In more bad news for the buyside, JPM notes that even though (or perhaps because) the market finished up more than 9%, US equity funds saw net ~$50 billion outflows in 2016 and a record rotation from Active to Passive. Investors pulled ~$200 billion from active US equity funds. This is the single largest annual rotation out of active management. Meanwhile, passive equity funds (including ETFs) captured ~$150 billion of inflows.

  • Bond funds saw $118 billion inflows in 2016 as equity funds saw $43 billion in outflows (driven by redemptions from active equity funds).
  • Active equity funds lost a cumulative $198 billion in 2016 outflows as passive equity funds received $153 billion of inflows.

Meanwhile, as the chart on the left shows, gund flows highlight significant post-election rotation. The global search for yield in 2016 drove large bond fund inflows funded by equity outflows, though this trend reversed after the U.S. election. Since the election, equity funds have seen $52 billion in inflows, and bond funds $10 billion in outflows. Reflation-linked sectors saw the largest inflows while Healthcare and Discretionary experienced the largest outflows.
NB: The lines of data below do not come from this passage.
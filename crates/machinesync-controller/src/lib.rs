//! Machine sync core
//!
//! Keeps a legacy Machine API machine and its Cluster API counterpart (plus the
//! platform infrastructure machine) consistent, in whichever direction the
//! authority field says, and tears all of them down together.

pub mod client;
pub mod conditions;
pub mod controller;
pub mod deletion;
pub mod diff;
pub mod linked;
pub mod ownership;
pub mod platform;

#[cfg(test)]
pub(crate) mod testing;

pub use client::{KubeMachineClient, LinkedKind, MachineClient};
pub use controller::{error_policy, reconcile, reconcile_capi, Context, SyncConfig};
pub use platform::{strategy_for, Platform, PlatformStrategy};
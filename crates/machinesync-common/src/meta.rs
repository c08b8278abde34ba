//! Object metadata helpers shared by the sync procedures
//!
//! All helpers work on `ObjectMeta` so the same code handles both machine
//! models and the dynamically typed infrastructure objects.

use std::collections::BTreeMap;

use k8s_openapi::apimachinery::pkg::apis::meta::v1::ObjectMeta;

/// True if the object has been marked for deletion
pub fn is_deleting(meta: &ObjectMeta) -> bool {
    meta.deletion_timestamp.is_some()
}

/// True if the object carries the given finalizer
pub fn has_finalizer(meta: &ObjectMeta, finalizer: &str) -> bool {
    meta.finalizers
        .as_ref()
        .is_some_and(|f| f.iter().any(|existing| existing == finalizer))
}

/// Finalizer list with `finalizer` appended, or `None` if it is already present
pub fn with_finalizer(meta: &ObjectMeta, finalizer: &str) -> Option<Vec<String>> {
    if has_finalizer(meta, finalizer) {
        return None;
    }
    let mut finalizers = meta.finalizers.clone().unwrap_or_default();
    finalizers.push(finalizer.to_string());
    Some(finalizers)
}

/// Finalizer list without entries matching `remove`, or `None` if nothing matched
pub fn without_finalizers(
    meta: &ObjectMeta,
    remove: impl Fn(&str) -> bool,
) -> Option<Vec<String>> {
    let current = meta.finalizers.as_deref().unwrap_or_default();
    let kept: Vec<String> = current.iter().filter(|f| !remove(f)).cloned().collect();
    (kept.len() != current.len()).then_some(kept)
}

/// Set an annotation, creating the map if needed
pub fn set_annotation(meta: &mut ObjectMeta, key: &str, value: &str) {
    meta.annotations
        .get_or_insert_with(BTreeMap::new)
        .insert(key.to_string(), value.to_string());
}

/// Remove an annotation, dropping the map when it becomes empty
pub fn remove_annotation(meta: &mut ObjectMeta, key: &str) {
    if let Some(annotations) = meta.annotations.as_mut() {
        annotations.remove(key);
        if annotations.is_empty() {
            meta.annotations = None;
        }
    }
}

/// Copy server-managed identity fields from the current object onto a freshly
/// converted one so an update targets the observed resource version
pub fn splice_identity(target: &mut ObjectMeta, current: &ObjectMeta) {
    target.resource_version = current.resource_version.clone();
    target.generation = current.generation;
    target.uid = current.uid.clone();
    target.creation_timestamp = current.creation_timestamp.clone();
    target.deletion_timestamp = current.deletion_timestamp.clone();
    target.finalizers = current.finalizers.clone();
}

/// Merge keys another controller added out-of-band back into a converted map
///
/// Keys under `prefix` that exist on the current object but were not produced
/// by the conversion are kept; everything else comes from the conversion.
pub fn merge_out_of_band(
    converted: Option<BTreeMap<String, String>>,
    current: Option<&BTreeMap<String, String>>,
    prefix: &str,
) -> Option<BTreeMap<String, String>> {
    let mut merged = converted.unwrap_or_default();
    if let Some(current) = current {
        for (key, value) in current {
            if key.starts_with(prefix) && !merged.contains_key(key) {
                merged.insert(key.clone(), value.clone());
            }
        }
    }
    (!merged.is_empty()).then_some(merged)
}

#[cfg(test)]
mod tests {
    use super::*;
    use k8s_openapi::apimachinery::pkg::apis::meta::v1::Time;

    fn meta_with_finalizers(finalizers: &[&str]) -> ObjectMeta {
        ObjectMeta {
            name: Some("worker-a".to_string()),
            finalizers: Some(finalizers.iter().map(|f| f.to_string()).collect()),
            ..Default::default()
        }
    }

    #[test]
    fn with_finalizer_only_adds_once() {
        let meta = meta_with_finalizers(&["a"]);
        assert_eq!(with_finalizer(&meta, "b"), Some(vec!["a".into(), "b".into()]));
        assert_eq!(with_finalizer(&meta, "a"), None);
        assert_eq!(
            with_finalizer(&ObjectMeta::default(), "a"),
            Some(vec!["a".into()])
        );
    }

    #[test]
    fn without_finalizers_reports_no_change() {
        let meta = meta_with_finalizers(&["a", "x.infrastructure.cluster.x-k8s.io", "b"]);
        assert_eq!(
            without_finalizers(&meta, |f| f.ends_with(".infrastructure.cluster.x-k8s.io")),
            Some(vec!["a".into(), "b".into()])
        );
        assert_eq!(without_finalizers(&meta, |f| f == "missing"), None);
        assert_eq!(without_finalizers(&ObjectMeta::default(), |_| true), None);
    }

    #[test]
    fn deletion_and_annotations() {
        let mut meta = ObjectMeta::default();
        assert!(!is_deleting(&meta));
        meta.deletion_timestamp = Some(Time(chrono::Utc::now()));
        assert!(is_deleting(&meta));

        set_annotation(&mut meta, "cluster.x-k8s.io/paused", "");
        assert_eq!(meta.annotations.as_ref().map(|a| a.len()), Some(1));
        remove_annotation(&mut meta, "cluster.x-k8s.io/paused");
        assert!(meta.annotations.is_none());
    }

    #[test]
    fn splice_identity_takes_server_fields_from_current() {
        let current = ObjectMeta {
            name: Some("worker-a".into()),
            resource_version: Some("42".into()),
            generation: Some(7),
            uid: Some("uid-1".into()),
            finalizers: Some(vec!["f".into()]),
            ..Default::default()
        };
        let mut target = ObjectMeta {
            name: Some("worker-a".into()),
            labels: Some(BTreeMap::from([("k".into(), "v".into())])),
            ..Default::default()
        };

        splice_identity(&mut target, &current);

        assert_eq!(target.resource_version.as_deref(), Some("42"));
        assert_eq!(target.generation, Some(7));
        assert_eq!(target.uid.as_deref(), Some("uid-1"));
        assert_eq!(target.finalizers, Some(vec!["f".to_string()]));
        assert!(target.labels.is_some());
    }

    #[test]
    fn out_of_band_keys_survive_conversion() {
        let converted = Some(BTreeMap::from([
            ("cluster.x-k8s.io/cluster-name".to_string(), "ci".to_string()),
            ("team".to_string(), "infra".to_string()),
        ]));
        let current = BTreeMap::from([
            ("cluster.x-k8s.io/set-name".to_string(), "workers".to_string()),
            ("cluster.x-k8s.io/cluster-name".to_string(), "stale".to_string()),
            ("removed-upstream".to_string(), "x".to_string()),
        ]);

        let merged = merge_out_of_band(converted, Some(&current), "cluster.x-k8s.io/").unwrap();

        assert_eq!(merged["cluster.x-k8s.io/set-name"], "workers");
        assert_eq!(merged["cluster.x-k8s.io/cluster-name"], "ci");
        assert_eq!(merged["team"], "infra");
        assert!(!merged.contains_key("removed-upstream"));
        assert_eq!(merge_out_of_band(None, None, "x/"), None);
    }
}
Still, this “rotaton” has failed to help active managers, as ETFs continue to gain market share. ETFs as a percent of US market cap grew 14% in 2016, with domestic equity ETFs currently at $1.5 trillion AUM. Within the ETF space, Smart Beta products continue to gain strong market share. Smart Beta ETFs currently represent ~$440 billion in AUM, up from ~$300 billion a year ago

* * *

So what about just hedge funds? For the answer we go back to the latest reported by Evestment, in which we find that if the above mentioned October was bad, December was, in their own words, “a fitting end to a difficult year for the industry. While the level of outflows during the month was on par with prior years (an average of $18 billion removed over the last five Decembers) it marked the sixth month of outflows in the last seven, and resulted in Q4 not only being the fifth consecutive quarter of redemptions, but also the largest quarterly outflow from the industry since Q1 2009, and the height of the financial crisis.

Here are the highlights:

  • Investors redeemed an estimated $23.7 billion in December, and $43.2 billion in Q4 2016.
  • For the full year 2016, investors removed a net $106.0 billion from the hedge fund industry.
  • Redemptions from managed futures accelerated in December as the strategy disappointed investors in 2016.
  • Investors’ allocations decisions in 2015 and 2016 proved to be unfortunate as winning strategies faced the largest redemptions and vice versa.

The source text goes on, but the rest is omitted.